Konstantina Sozou-Kyrkou was born to and raised by a family of retailers and farmers in a small mountainous village in western Greece. When she was seventeen she moved to Athens for university studies and then, after studying various subjects (from business administration to painting, from drama to ESL teaching) and changing job several times, she settled into working as an ESL teacher at language institutes and tutoring at home, got married and gave birth to two kids. She’s been living in a southern suburb of Athens since then, still teaching English while being a busy mother and a homemaker, always mulling over ideas for stories to be put down on paper, to be given the breath of ‘life’, and (hopefully) to be able to challenge and entertain readers.

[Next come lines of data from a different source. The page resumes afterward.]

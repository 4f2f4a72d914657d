//! The per-pass reconciliation decision function.
//!
//! One call is one pass: given a resource's spec, its prior status, the
//! executor's current job listing, and a clock reading, decide which
//! executor requests to make and what the status becomes. The function is
//! pure and stateless between calls; all persistent state lives with the
//! caller.

use chrono::{DateTime, Duration, Utc};
use thiserror::Error;

use super::{gate, pruner};
use super::gate::GateDecision;
use crate::core::resource::{ScheduleSpec, ScheduleStatus};
use crate::core::schedule::ScheduleError;
use crate::core::types::{JobRef, JobTemplate, ObservedJob, ResourceId};

/// Errors that abort a reconciliation pass.
#[derive(Debug, Error)]
pub enum ReconcileError {
    /// The resource's declared schedule cannot be evaluated. Persistent
    /// until the spec changes.
    #[error("invalid schedule: {0}")]
    InvalidSchedule(#[from] ScheduleError),

    /// The supplied clock reading precedes the last recorded schedule
    /// time. The status is never moved backward; the caller should retry
    /// once the clock is sane again.
    #[error("clock regression: now {now} precedes last schedule time {last}")]
    ClockRegression {
        /// The last recorded schedule time.
        last: DateTime<Utc>,
        /// The clock reading handed to this pass.
        now: DateTime<Utc>,
    },
}

/// Input to one reconciliation pass.
#[derive(Debug)]
pub struct ReconcileRequest<'a> {
    /// The resource being reconciled.
    pub resource: &'a ResourceId,
    /// Desired state.
    pub spec: &'a ScheduleSpec,
    /// Status as of the previous pass.
    pub status: &'a ScheduleStatus,
    /// When the resource was created. Used as the evaluation floor before
    /// any launch has been recorded.
    pub created_at: DateTime<Utc>,
    /// The executor's current job listing for this resource. Must be read
    /// before the pass so the concurrency decision sees fresh completions.
    pub observed: &'a [ObservedJob],
    /// Clock reading for this pass.
    pub now: DateTime<Utc>,
}

/// An executor request decided by a pass, to be carried out by the caller.
#[derive(Debug, Clone, PartialEq)]
pub enum Action {
    /// Launch a job for the given fire-time.
    Launch {
        /// Deterministic identity of the job.
        job: JobRef,
        /// The fire-time the launch satisfies.
        fire_time: DateTime<Utc>,
        /// Payload forwarded verbatim to the executor.
        template: JobTemplate,
    },
    /// Cancel a running job.
    Cancel {
        /// The job to cancel.
        job: JobRef,
    },
    /// Delete a completed job's record.
    Delete {
        /// The job to delete.
        job: JobRef,
    },
}

/// Why a due fire-time produced no launch.
#[derive(Debug, Clone, PartialEq, Eq)]
pub enum SkipReason {
    /// The concurrency policy forbids launching over active runs.
    ActiveRuns,
    /// The fire-time was staler than the starting deadline permits.
    DeadlineExpired {
        /// How far past the fire-time the clock read.
        late_by: Duration,
    },
}

/// What a pass decided about launching.
#[derive(Debug, Clone, PartialEq)]
pub enum PassOutcome {
    /// No fire-time fell due.
    Idle,
    /// A launch was requested for the fire-time.
    Launched {
        /// The fire-time being satisfied.
        fire_time: DateTime<Utc>,
    },
    /// A fire-time was due but no launch was requested.
    Skipped {
        /// The fire-time that was evaluated.
        fire_time: DateTime<Utc>,
        /// Why it was not launched.
        reason: SkipReason,
    },
    /// The missed-run backlog exceeded the enumeration bound and was
    /// force-advanced past.
    BacklogDropped,
    /// The spec suspends launching.
    Suspended,
}

/// Output of one reconciliation pass.
#[derive(Debug, Clone)]
pub struct Reconciliation {
    /// Status to write back, superseding the input status.
    pub status: ScheduleStatus,
    /// Executor requests, in application order (cancels before the
    /// launch, deletions last).
    pub actions: Vec<Action>,
    /// What the pass decided about launching.
    pub outcome: PassOutcome,
}

impl Reconciliation {
    /// The launch action of this pass, if any.
    pub fn launch(&self) -> Option<&Action> {
        self.actions
            .iter()
            .find(|a| matches!(a, Action::Launch { .. }))
    }

    /// The jobs this pass requests cancelled.
    pub fn cancellations(&self) -> Vec<&JobRef> {
        self.actions
            .iter()
            .filter_map(|a| match a {
                Action::Cancel { job } => Some(job),
                _ => None,
            })
            .collect()
    }

    /// The jobs this pass requests deleted.
    pub fn deletions(&self) -> Vec<&JobRef> {
        self.actions
            .iter()
            .filter_map(|a| match a {
                Action::Delete { job } => Some(job),
                _ => None,
            })
            .collect()
    }
}

/// The reconciliation decision engine.
#[derive(Debug, Clone, Copy, Default)]
pub struct Reconciler;

impl Reconciler {
    /// Create a new engine.
    pub fn new() -> Self {
        Self
    }

    /// Run one reconciliation pass.
    pub fn reconcile(&self, req: &ReconcileRequest<'_>) -> Result<Reconciliation, ReconcileError> {
        if let Some(last) = req.status.last_schedule_time {
            if req.now < last {
                return Err(ReconcileError::ClockRegression { last, now: req.now });
            }
        }

        // Reconcile observed reality before any launch decision: drop
        // completed jobs from the active list, pick up running jobs this
        // pass is the first to see.
        let (active, completed) = observe(req.status, req.observed);

        let mut status = ScheduleStatus {
            active,
            last_schedule_time: req.status.last_schedule_time,
        };
        let mut actions = Vec::new();

        let outcome = if req.spec.suspend {
            PassOutcome::Suspended
        } else {
            self.evaluate_launch(req, &mut status, &mut actions)?
        };

        // History pruning runs on every pass, suspended or not.
        let deletions = pruner::select_for_deletion(
            &completed,
            &status.active,
            req.spec.successful_history_limit(),
            req.spec.failed_history_limit(),
        );
        actions.extend(deletions.into_iter().map(|job| Action::Delete { job }));

        Ok(Reconciliation {
            status,
            actions,
            outcome,
        })
    }

    /// Steps 2–3 of a pass: find the last due fire-time and decide whether
    /// to launch for it.
    fn evaluate_launch(
        &self,
        req: &ReconcileRequest<'_>,
        status: &mut ScheduleStatus,
        actions: &mut Vec<Action>,
    ) -> Result<PassOutcome, ReconcileError> {
        let schedule = req.spec.parse_schedule()?;

        let earliest = status.last_schedule_time.unwrap_or(req.created_at);
        let missed = match schedule.missed_runs(earliest, req.now) {
            Ok(missed) => missed,
            Err(ScheduleError::TooManyMissedRuns { limit }) => {
                // Force-advance past the backlog so the next pass does not
                // recompute the same unbounded window.
                tracing::warn!(
                    resource = %req.resource,
                    limit,
                    "missed-run backlog exceeds bound, advancing past it"
                );
                status.last_schedule_time = Some(req.now);
                return Ok(PassOutcome::BacklogDropped);
            }
            Err(e) => return Err(e.into()),
        };

        // Only the last missed fire-time is eligible; earlier ones are
        // permanently superseded.
        let Some(&fire_time) = missed.last() else {
            return Ok(PassOutcome::Idle);
        };

        // The fire-time is evaluated from here on; the schedule time
        // advances whether or not a launch comes of it.
        status.last_schedule_time = Some(fire_time);

        if missed.len() > 1 {
            tracing::debug!(
                resource = %req.resource,
                superseded = missed.len() - 1,
                %fire_time,
                "multiple fire-times missed, evaluating only the last"
            );
        }

        if let Some(deadline) = req.spec.starting_deadline_seconds {
            let late_by = req.now - fire_time;
            if late_by > Duration::seconds(deadline as i64) {
                return Ok(PassOutcome::Skipped {
                    fire_time,
                    reason: SkipReason::DeadlineExpired { late_by },
                });
            }
        }

        match gate::decide(req.spec.concurrency_policy, &status.active) {
            GateDecision::Proceed => {
                self.request_launch(req, fire_time, status, actions);
                Ok(PassOutcome::Launched { fire_time })
            }
            GateDecision::Skip => Ok(PassOutcome::Skipped {
                fire_time,
                reason: SkipReason::ActiveRuns,
            }),
            GateDecision::ReplaceActive(cancel_set) => {
                for job in cancel_set {
                    status.active.retain(|j| *j != job);
                    actions.push(Action::Cancel { job });
                }
                self.request_launch(req, fire_time, status, actions);
                Ok(PassOutcome::Launched { fire_time })
            }
        }
    }

    fn request_launch(
        &self,
        req: &ReconcileRequest<'_>,
        fire_time: DateTime<Utc>,
        status: &mut ScheduleStatus,
        actions: &mut Vec<Action>,
    ) {
        let job = JobRef::scheduled(req.resource, fire_time);

        // A job under this name already running means the launch for this
        // fire-time already happened (e.g. a prior pass launched but its
        // status write was discarded). Nothing left to request.
        if status.is_active(&job) {
            return;
        }

        actions.push(Action::Launch {
            job: job.clone(),
            fire_time,
            template: req.spec.job_template.clone(),
        });
        status.active.push(job);
    }
}

/// Split the executor's listing into the rebuilt active list and the
/// completed set.
///
/// Previously known refs keep their insertion order; running jobs this
/// pass is the first to observe are appended.
fn observe(status: &ScheduleStatus, observed: &[ObservedJob]) -> (Vec<JobRef>, Vec<ObservedJob>) {
    let running: Vec<&JobRef> = observed
        .iter()
        .filter(|j| !j.outcome.is_finished())
        .map(|j| &j.job)
        .collect();

    let mut active: Vec<JobRef> = status
        .active
        .iter()
        .filter(|j| running.contains(j))
        .cloned()
        .collect();
    for job in running {
        if !active.contains(job) {
            active.push(job.clone());
        }
    }

    let completed = observed
        .iter()
        .filter(|j| j.outcome.is_finished())
        .cloned()
        .collect();

    (active, completed)
}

Konstantina first started writing short stories while taking a course for her BA (Hons) Literature with the Open University, which stirred her into doing an MA (Creative Writing) with Lancaster University. She is now writing in both English and Greek, and though this may sound eerie, whenever she translates a particular story written in one language into another, the end product may differ surprisingly, as language itself leads her to different paths each time. Her stories have been published online and in print in several literary magazines and anthologies, while some have won competitions (in both languages), the most recent one being her story Feta and Watermelon, which was published in The Dummies’ Guide to Serial Killing. She also published her first short story collection Black Greek Coffee with Troubadour, which is her first effort to capture women’s and children’s inferior position in a twentieth-century male-dominated society in rural Greece, based on personal experience and stories she’s heard from relatives and friends.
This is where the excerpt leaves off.